■ **TASK PROMPT**: Set down the records that follow exactly and completely.

Stored data entries:
● ● ●

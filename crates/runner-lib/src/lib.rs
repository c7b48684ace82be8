//! Experiment runner library for disk-wear measurements
//!
//! This crate provides the core functionality for:
//! - Supervising a disk-intensive workload and its telemetry collectors
//! - Block-device counter snapshots and deltas
//! - Normalizing pidstat, iotop, Scaphandre and wattmeter data into
//!   canonical bytes and joules
//! - The run summary, health and observability

pub mod config;
pub mod error;
pub mod experiment;
pub mod health;
pub mod launcher;
pub mod models;
pub mod normalizer;
pub mod observability;
pub mod report;
pub mod sampler;
pub mod supervisor;

pub use config::ExperimentConfig;
pub use error::{Result, RunnerError};
pub use experiment::{Experiment, RunOutcome};
pub use health::{ComponentHealth, ComponentStatus};
pub use models::*;
pub use normalizer::{Normalizer, SourceReport};
pub use observability::{RunMetrics, StructuredLogger};
pub use report::{ExperimentSummary, RunExit, SummaryReporter};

● ● ●

■ **ANSWER BELOW**:
filename crates/runner-lib/src/lib.rs
repository c7b48684ace82be8
//! Experiment runner library for disk-wear measurements
//!
//! This crate provides the core functionality for:
//! - Supervising a disk-intensive workload and its telemetry collectors
//! - Block-device counter snapshots and deltas
//! - Normalizing pidstat, iotop, Scaphandre and wattmeter data into
//!   canonical bytes and joules
//! - The run summary, health and observability

pub mod config;
pub mod error;
pub mod experiment;
pub mod health;
pub mod launcher;
pub mod models;
pub mod normalizer;
pub mod observability;
pub mod report;
pub mod sampler;
pub mod supervisor;

pub use config::ExperimentConfig;
pub use error::{Result, RunnerError};
pub use experiment::{Experiment, RunOutcome};
pub use health::{ComponentHealth, ComponentStatus};
pub use models::*;
pub use normalizer::{Normalizer, SourceReport};
pub use observability::{RunMetrics, StructuredLogger};
pub use report::{ExperimentSummary, RunExit, SummaryReporter};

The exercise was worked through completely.